EXERCISE GOAL: Make your reply a word-for-word repeat of the records.

*** EXERCISE DATA ***

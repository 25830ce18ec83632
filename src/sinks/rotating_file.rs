//! Rotating file sink
//!
//! Writes one formatted line per record to a file and rotates it when a
//! size or age threshold is met. Rotated files are renamed to
//! `<file name>.<YYYYMMDD-HHMMSS.mmm>.<generation>` (plus `.gz` when
//! compressed); the generation counter keeps increasing across restarts
//! because it is seeded from the rotated files already on disk.

use crate::core::config::{DurationValue, SizeValue};
use crate::core::timestamp::rotation_stamp;
use crate::core::{
    Environment, ErrorReporter, LogRecord, LoggerError, RecordFormatter, Result, Sink,
    WriteOutcome,
};
use chrono::Utc;
use serde::{Deserialize, Serialize};
use std::fs::{self, File, OpenOptions};
use std::io::{BufWriter, Write};
use std::path::{Path, PathBuf};
use std::sync::Arc;
use std::time::{Duration, Instant};

const COMPRESSED_SUFFIX: &str = ".gz";
const TEMP_SUFFIX: &str = ".gz.tmp";

/// When the live file is rotated
///
/// # Examples
///
/// ```
/// use rust_log_dispatch::sinks::RotationStrategy;
/// use std::time::Duration;
///
/// // Rotate once the file reaches 10 MB
/// let by_size = RotationStrategy::size(10 * 1024 * 1024);
///
/// // Rotate on size OR age, whichever comes first
/// let hybrid = RotationStrategy::hybrid(50 * 1024 * 1024, Duration::from_secs(24 * 3600));
/// assert_eq!(hybrid.max_bytes(), Some(50 * 1024 * 1024));
/// ```
#[derive(Debug, Clone, PartialEq, Eq)]
pub enum RotationStrategy {
    /// Rotate when the tracked size reaches `max_bytes`
    Size { max_bytes: u64 },

    /// Rotate when `interval` has elapsed since the last rotation
    Time { interval: Duration },

    /// Rotate on size OR time, whichever comes first
    Hybrid { max_bytes: u64, interval: Duration },

    /// Never rotate (external rotation, tests)
    Never,
}

impl Default for RotationStrategy {
    fn default() -> Self {
        RotationStrategy::Size {
            max_bytes: 10 * 1024 * 1024, // 10 MB
        }
    }
}

impl RotationStrategy {
    #[must_use]
    pub fn size(max_bytes: u64) -> Self {
        RotationStrategy::Size { max_bytes }
    }

    #[must_use]
    pub fn time(interval: Duration) -> Self {
        RotationStrategy::Time { interval }
    }

    #[must_use]
    pub fn hybrid(max_bytes: u64, interval: Duration) -> Self {
        RotationStrategy::Hybrid { max_bytes, interval }
    }

    #[must_use]
    pub fn never() -> Self {
        RotationStrategy::Never
    }

    /// Size threshold, if the strategy has one
    #[must_use]
    pub fn max_bytes(&self) -> Option<u64> {
        match self {
            RotationStrategy::Size { max_bytes } | RotationStrategy::Hybrid { max_bytes, .. } => {
                Some(*max_bytes)
            }
            _ => None,
        }
    }

    /// Age threshold, if the strategy has one
    #[must_use]
    pub fn interval(&self) -> Option<Duration> {
        match self {
            RotationStrategy::Time { interval } | RotationStrategy::Hybrid { interval, .. } => {
                Some(*interval)
            }
            _ => None,
        }
    }

    fn is_due(&self, current_size: u64, since_rotation: Duration) -> bool {
        let size_due = self.max_bytes().is_some_and(|max| current_size >= max);
        let time_due = self.interval().is_some_and(|every| since_rotation >= every);
        size_due || time_due
    }
}

/// Rotation strategy plus retention and compression
#[derive(Debug, Clone, PartialEq, Eq)]
pub struct RotationPolicy {
    pub strategy: RotationStrategy,
    /// Number of rotated files kept; older generations are deleted
    pub max_files: usize,
    /// Gzip rotated files
    pub compress: bool,
}

impl Default for RotationPolicy {
    fn default() -> Self {
        Self {
            strategy: RotationStrategy::default(),
            max_files: 5,
            compress: false,
        }
    }
}

impl RotationPolicy {
    #[must_use]
    pub fn new() -> Self {
        Self::default()
    }

    #[must_use = "builder methods return a new value and do not modify the original"]
    pub fn with_strategy(mut self, strategy: RotationStrategy) -> Self {
        self.strategy = strategy;
        self
    }

    /// Shorthand for `with_strategy(RotationStrategy::Size { max_bytes })`
    #[must_use = "builder methods return a new value and do not modify the original"]
    pub fn with_max_size(mut self, max_bytes: u64) -> Self {
        self.strategy = RotationStrategy::Size { max_bytes };
        self
    }

    #[must_use = "builder methods return a new value and do not modify the original"]
    pub fn with_max_files(mut self, count: usize) -> Self {
        self.max_files = count;
        self
    }

    #[must_use = "builder methods return a new value and do not modify the original"]
    pub fn with_compression(mut self, enabled: bool) -> Self {
        self.compress = enabled;
        self
    }
}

*** End of EXERCISE DATA ***

SOLVED EXERCISE:
repository 25830ce18ec83632
filename src/sinks/rotating_file.rs
//! Rotating file sink
//!
//! Writes one formatted line per record to a file and rotates it when a
//! size or age threshold is met. Rotated files are renamed to
//! `<file name>.<YYYYMMDD-HHMMSS.mmm>.<generation>` (plus `.gz` when
//! compressed); the generation counter keeps increasing across restarts
//! because it is seeded from the rotated files already on disk.

use crate::core::config::{DurationValue, SizeValue};
use crate::core::timestamp::rotation_stamp;
use crate::core::{
    Environment, ErrorReporter, LogRecord, LoggerError, RecordFormatter, Result, Sink,
    WriteOutcome,
};
use chrono::Utc;
use serde::{Deserialize, Serialize};
use std::fs::{self, File, OpenOptions};
use std::io::{BufWriter, Write};
use std::path::{Path, PathBuf};
use std::sync::Arc;
use std::time::{Duration, Instant};

const COMPRESSED_SUFFIX: &str = ".gz";
const TEMP_SUFFIX: &str = ".gz.tmp";

/// When the live file is rotated
///
/// # Examples
///
/// ```
/// use rust_log_dispatch::sinks::RotationStrategy;
/// use std::time::Duration;
///
/// // Rotate once the file reaches 10 MB
/// let by_size = RotationStrategy::size(10 * 1024 * 1024);
///
/// // Rotate on size OR age, whichever comes first
/// let hybrid = RotationStrategy::hybrid(50 * 1024 * 1024, Duration::from_secs(24 * 3600));
/// assert_eq!(hybrid.max_bytes(), Some(50 * 1024 * 1024));
/// ```
#[derive(Debug, Clone, PartialEq, Eq)]
pub enum RotationStrategy {
    /// Rotate when the tracked size reaches `max_bytes`
    Size { max_bytes: u64 },

    /// Rotate when `interval` has elapsed since the last rotation
    Time { interval: Duration },

    /// Rotate on size OR time, whichever comes first
    Hybrid { max_bytes: u64, interval: Duration },

    /// Never rotate (external rotation, tests)
    Never,
}

impl Default for RotationStrategy {
    fn default() -> Self {
        RotationStrategy::Size {
            max_bytes: 10 * 1024 * 1024, // 10 MB
        }
    }
}

impl RotationStrategy {
    #[must_use]
    pub fn size(max_bytes: u64) -> Self {
        RotationStrategy::Size { max_bytes }
    }

    #[must_use]
    pub fn time(interval: Duration) -> Self {
        RotationStrategy::Time { interval }
    }

    #[must_use]
    pub fn hybrid(max_bytes: u64, interval: Duration) -> Self {
        RotationStrategy::Hybrid { max_bytes, interval }
    }

    #[must_use]
    pub fn never() -> Self {
        RotationStrategy::Never
    }

    /// Size threshold, if the strategy has one
    #[must_use]
    pub fn max_bytes(&self) -> Option<u64> {
        match self {
            RotationStrategy::Size { max_bytes } | RotationStrategy::Hybrid { max_bytes, .. } => {
                Some(*max_bytes)
            }
            _ => None,
        }
    }

    /// Age threshold, if the strategy has one
    #[must_use]
    pub fn interval(&self) -> Option<Duration> {
        match self {
            RotationStrategy::Time { interval } | RotationStrategy::Hybrid { interval, .. } => {
                Some(*interval)
            }
            _ => None,
        }
    }

    fn is_due(&self, current_size: u64, since_rotation: Duration) -> bool {
        let size_due = self.max_bytes().is_some_and(|max| current_size >= max);
        let time_due = self.interval().is_some_and(|every| since_rotation >= every);
        size_due || time_due
    }
}

/// Rotation strategy plus retention and compression
#[derive(Debug, Clone, PartialEq, Eq)]
pub struct RotationPolicy {
    pub strategy: RotationStrategy,
    /// Number of rotated files kept; older generations are deleted
    pub max_files: usize,
    /// Gzip rotated files
    pub compress: bool,
}

impl Default for RotationPolicy {
    fn default() -> Self {
        Self {
            strategy: RotationStrategy::default(),
            max_files: 5,
            compress: false,
        }
    }
}

impl RotationPolicy {
    #[must_use]
    pub fn new() -> Self {
        Self::default()
    }

    #[must_use = "builder methods return a new value and do not modify the original"]
    pub fn with_strategy(mut self, strategy: RotationStrategy) -> Self {
        self.strategy = strategy;
        self
    }

    /// Shorthand for `with_strategy(RotationStrategy::Size { max_bytes })`
    #[must_use = "builder methods return a new value and do not modify the original"]
    pub fn with_max_size(mut self, max_bytes: u64) -> Self {
        self.strategy = RotationStrategy::Size { max_bytes };
        self
    }

    #[must_use = "builder methods return a new value and do not modify the original"]
    pub fn with_max_files(mut self, count: usize) -> Self {
        self.max_files = count;
        self
    }

    #[must_use = "builder methods return a new value and do not modify the original"]
    pub fn with_compression(mut self, enabled: bool) -> Self {
        self.compress = enabled;
        self
    }
}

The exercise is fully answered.